We believe everyone should be able to participate and thrive in the economy. So we’re building tools that make commerce easier and more accessible to all. We started with a little white credit card reader but haven’t stopped there. Our new reader helps our sellers accept chip cards and NFC payments, and our Cash app lets people pay each other back instantly. We’re empowering the independent electrician to send invoices, setting up the favorite food truck with a delivery option, helping the ice cream shop pay its employees, and giving the burgeoning coffee chain capital for a second, third, and fourth location. Let’s shorten the distance between having an idea and making a living from it. We’re here to help sellers of all sizes start, run, and grow their business—and helping them grow their business is good business for everyone.

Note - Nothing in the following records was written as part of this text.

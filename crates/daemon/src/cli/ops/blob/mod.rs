use clap::{Args, Subcommand};

pub mod download;
pub mod get;
pub mod put;
pub mod rm;
pub mod stat;

use crate::cli::op::Op;

crate::command_enum! {
    /// Store a file under a blob key
    (Put, put::Put),
    /// Read a blob to stdout or a file
    (Get, get::Get),
    /// Show where a blob is stored
    (Stat, stat::Stat),
    /// Delete a blob
    (Rm, rm::Rm),
    /// Download a blob straight from external storage to a file
    (Download, download::Download),
}

// Rename the generated Command to BlobCommand for clarity
pub type BlobCommand = Command;

#[derive(Args, Debug, Clone)]
pub struct Blob {
    #[command(subcommand)]
    pub command: BlobCommand,
}

#[async_trait::async_trait]
impl Op for Blob {
    type Error = OpError;
    type Output = OpOutput;

    async fn execute(&self, ctx: &crate::cli::op::OpContext) -> Result<Self::Output, Self::Error> {
        self.command.execute(ctx).await
    }
}
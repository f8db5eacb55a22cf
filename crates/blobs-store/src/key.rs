//! Blob identity.

use std::fmt;
use std::str::FromStr;

use serde::{Deserialize, Serialize};
use uuid::Uuid;

/// Width of a braced identifier as the CMS writes it into field values,
/// e.g. `{5B6C2D4E-0F1A-4B3C-8D9E-A1B2C3D4E5F6}`.
pub const KEY_WIDTH: usize = 38;

/// Identifies a blob in both the external object store and the ledger.
///
/// Rendered as a lowercase hyphenated UUID; that rendering is the object
/// name in the external store and the `blob_id` column of the ledger.
#[derive(Debug, Clone, Copy, PartialEq, Eq, Hash, PartialOrd, Ord, Serialize, Deserialize)]
#[serde(transparent)]
pub struct BlobKey(Uuid);

#[derive(Debug, Clone, PartialEq, Eq, thiserror::Error)]
#[error("invalid blob key {value:?}")]
pub struct KeyParseError {
    pub value: String,
}

impl BlobKey {
    pub fn new() -> Self {
        Self(Uuid::new_v4())
    }

    pub fn from_uuid(id: Uuid) -> Self {
        Self(id)
    }

    pub fn uuid(&self) -> Uuid {
        self.0
    }

    /// Braced uppercase rendering, the form stored in content field values.
    pub fn to_field_value(&self) -> String {
        format!("{{{}}}", self.0.hyphenated().to_string().to_uppercase())
    }

    /// Interpret a raw content field value as a blob key.
    ///
    /// Values longer than [`KEY_WIDTH`] are clamped to their prefix before
    /// parsing; legacy rows sometimes carry trailing data after the id.
    pub fn from_field_value(raw: &str) -> Result<Self, KeyParseError> {
        let clamped = match raw.char_indices().nth(KEY_WIDTH) {
            Some((end, _)) => &raw[..end],
            None => raw,
        };
        clamped.trim().parse()
    }
}

impl Default for BlobKey {
    fn default() -> Self {
        Self::new()
    }
}

impl From<Uuid> for BlobKey {
    fn from(id: Uuid) -> Self {
        Self(id)
    }
}

impl FromStr for BlobKey {
    type Err = KeyParseError;

    fn from_str(s: &str) -> Result<Self, Self::Err> {
        Uuid::parse_str(s).map(Self).map_err(|_| KeyParseError {
            value: s.to_string(),
        })
    }
}

impl fmt::Display for BlobKey {
    fn fmt(&self, f: &mut fmt::Formatter<'_>) -> fmt::Result {
        write!(f, "{}", self.0.hyphenated())
    }
}
//! Integration tests for the hybrid read/write paths

mod common;

use std::sync::Arc;
use std::time::Duration;

use blobs_store::{BlobKey, DefaultBlobPersistence};
use bytes::Bytes;
use common::MockProvider;

#[tokio::test]
async fn test_write_read_delete_scenario() {
    let fx = common::setup().await;
    let key = BlobKey::new();

    fx.provider
        .set_blob_stream(Bytes::from_static(&[0x01, 0x02, 0x03]), &key)
        .await
        .unwrap();

    let data = fx.provider.get_blob_stream(&key).await.unwrap().unwrap();
    assert_eq!(&data[..], &[0x01, 0x02, 0x03]);
    assert!(fx.provider.blob_stream_exists(&key).await.unwrap());

    assert!(fx.provider.remove_blob_stream(&key).await.unwrap());
    assert!(fx.provider.get_blob_stream(&key).await.unwrap().is_none());
    assert!(!fx.provider.blob_stream_exists(&key).await.unwrap());
    assert!(!fx.provider.remove_blob_stream(&key).await.unwrap());
}

#[tokio::test]
async fn test_write_inserts_one_ledger_row_per_write() {
    let fx = common::setup().await;
    let key = BlobKey::new();

    for payload in [&b"first"[..], &b"second"[..]] {
        fx.provider
            .set_blob_stream(Bytes::copy_from_slice(payload), &key)
            .await
            .unwrap();
    }

    assert_eq!(fx.db.ledger_row_count().await.unwrap(), 2);
    assert!(fx.db.ledger_contains(&key).await.unwrap());
    // ledger rows carry no payload
    assert!(!fx.db.blob_data_exists(&key).await.unwrap());
    assert_eq!(
        fx.provider.get_blob_stream(&key).await.unwrap().unwrap(),
        Bytes::from_static(b"second")
    );
}

#[tokio::test]
async fn test_unconfigured_delegates_everything() {
    let fx = common::setup_unconfigured().await;
    let key = BlobKey::new();

    assert!(!fx.provider.is_external_configured());
    fx.provider
        .set_blob_stream(Bytes::from_static(b"local"), &key)
        .await
        .unwrap();

    assert_eq!(
        fx.provider.get_blob_stream(&key).await.unwrap().unwrap(),
        Bytes::from_static(b"local")
    );
    assert!(fx.fallback.exists(&key).await.unwrap());

    // no lock taken, no ledger row, nothing uploaded
    assert!(fx.provider.locks().is_empty());
    assert_eq!(fx.db.ledger_row_count().await.unwrap(), 0);
    assert!(!fx.storage.contains(&key).await);

    assert!(fx.provider.remove_blob_stream(&key).await.unwrap());
    assert!(!fx.fallback.exists(&key).await.unwrap());
}

#[tokio::test]
async fn test_read_falls_back_on_external_miss() {
    let fx = common::setup().await;
    let key = BlobKey::new();

    fx.fallback
        .put(Bytes::from_static(b"legacy"), &key)
        .await
        .unwrap();

    assert!(fx.provider.blob_stream_exists(&key).await.unwrap());
    assert_eq!(
        fx.provider.get_blob_stream(&key).await.unwrap().unwrap(),
        Bytes::from_static(b"legacy")
    );
}

#[tokio::test]
async fn test_read_falls_back_when_store_unavailable() {
    let fx = common::setup().await;
    let key = BlobKey::new();

    fx.fallback
        .put(Bytes::from_static(b"legacy"), &key)
        .await
        .unwrap();
    fx.storage.fail_reads(true);

    assert!(fx.provider.blob_stream_exists(&key).await.unwrap());
    assert_eq!(
        fx.provider.get_blob_stream(&key).await.unwrap().unwrap(),
        Bytes::from_static(b"legacy")
    );
}

#[tokio::test]
async fn test_external_delete_is_final() {
    let fx = common::setup().await;
    let key = BlobKey::new();

    fx.fallback
        .put(Bytes::from_static(b"legacy"), &key)
        .await
        .unwrap();

    // nothing external to delete, and default persistence is not consulted
    assert!(!fx.provider.remove_blob_stream(&key).await.unwrap());
    assert!(fx.fallback.exists(&key).await.unwrap());
}

#[tokio::test]
async fn test_failed_put_surfaces_error_and_releases_lock() {
    let fx = common::setup().await;
    let key = BlobKey::new();
    fx.storage.fail_puts(true);

    let err = fx
        .provider
        .set_blob_stream(Bytes::from_static(b"data"), &key)
        .await
        .unwrap_err();

    assert!(err.is_store_unavailable());
    assert_eq!(fx.db.ledger_row_count().await.unwrap(), 0);
    assert!(fx.provider.locks().get_lock(&key).try_lock().is_ok());
}

#[tokio::test]
async fn test_failed_ledger_insert_keeps_payload_and_releases_lock() {
    let fx = common::setup().await;
    let key = BlobKey::new();

    sqlx::query("DROP TABLE blobs")
        .execute(&*fx.db)
        .await
        .unwrap();

    let err = fx
        .provider
        .set_blob_stream(Bytes::from_static(b"data"), &key)
        .await
        .unwrap_err();

    assert!(err.is_metadata_failure());
    assert!(fx.storage.contains(&key).await);
    assert!(fx.provider.locks().get_lock(&key).try_lock().is_ok());
}

#[tokio::test(flavor = "multi_thread", worker_threads = 4)]
async fn test_same_key_writes_are_serialized() {
    let fx = common::setup_with(MockProvider::new().with_put_delay(Duration::from_millis(20))).await;
    let provider = Arc::new(fx.provider);
    let key = BlobKey::new();

    let tasks: Vec<_> = (0..4u8)
        .map(|i| {
            let provider = provider.clone();
            tokio::spawn(async move {
                provider
                    .set_blob_stream(Bytes::from(vec![i; 16]), &key)
                    .await
                    .unwrap();
            })
        })
        .collect();
    for task in tasks {
        task.await.unwrap();
    }

    assert!(!fx.storage.saw_same_key_overlap());
    assert_eq!(fx.storage.max_concurrent_puts(), 1);
    assert_eq!(fx.db.ledger_row_count().await.unwrap(), 4);
}

#[tokio::test(flavor = "multi_thread", worker_threads = 4)]
async fn test_different_key_writes_overlap() {
    let fx = common::setup_with(MockProvider::new().with_put_delay(Duration::from_millis(100))).await;
    let provider = &fx.provider;
    let first = BlobKey::new();
    let second = BlobKey::new();

    let (a, b) = tokio::join!(
        provider.set_blob_stream(Bytes::from_static(b"a"), &first),
        provider.set_blob_stream(Bytes::from_static(b"b"), &second),
    );
    a.unwrap();
    b.unwrap();

    assert!(!fx.storage.saw_same_key_overlap());
    assert_eq!(fx.storage.max_concurrent_puts(), 2);
}

#[tokio::test]
async fn test_large_payload_round_trips() {
    let fx = common::setup().await;
    let key = BlobKey::new();
    let payload: Vec<u8> = (0..64 * 1024).map(|i| (i % 251) as u8).collect();

    fx.provider
        .set_blob_stream(Bytes::from(payload.clone()), &key)
        .await
        .unwrap();
    assert_eq!(
        fx.provider.get_blob_stream(&key).await.unwrap().unwrap(),
        Bytes::from(payload)
    );
}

Square’s Information Security culture is focused on enabling our engineering teams build and ship products. We work to achieve this by designing, building, and deploying state of the art security features alongside our product teams.

Mobile Security Engineers specialize in the security concerns surrounding Square's applications that run on consumer mobile platforms, as well as for the kernel and above in our custom Android distribution.  You will work on systems-level remote attestation software that ensures that our low-level software is stable and reliable enough to run safely on many millions of business-critical devices and that our detection methods scale.

You will:

• Design, implement, deploy, and maintain security protections for a diverse portfolio of mobile payment products
• Maintain knowledge of state of the art attacks against consumer mobile platforms, including using reverse engineering to understand and mitigate new techniques
• Analyze device telemetry data to detect attacks and identify anomalies
• Devise innovative solutions to security problems that are typically considered unsolvable in the payments industry - because solving them empowers our customers to participate in the economy

Must have:

• Strong understanding of low-level exploitation and mitigation techniques
• Comfort with reverse engineering on ARM or x86 platforms
• Ability to communicate clearly and concisely about deeply technical topics
• Professional software development experience in C, as well as ruby or python

Even Better:

• Demonstrated experience attacking or defending iOS/macOS or Android platforms
• Significant experience developing security products from concept through deployment, including automated validation of both functional and security requirements
• Previously discovered critical vulnerabilities in consumer mobile devices, applications, or operating systems
• Track record of defensive projects or improvements to existing systems in the mobile or embedded space

At Square, we value diversity and always treat all employees and job applicants based on merit, qualifications, competence, and talent. We do not discriminate on the basis of race, religion, color, national origin, gender, sexual orientation, age, marital status, veteran status, or disability status. We will consider for employment qualified applicants with criminal histories in a manner consistent with the requirements of the San Francisco Fair Chance Ordinance.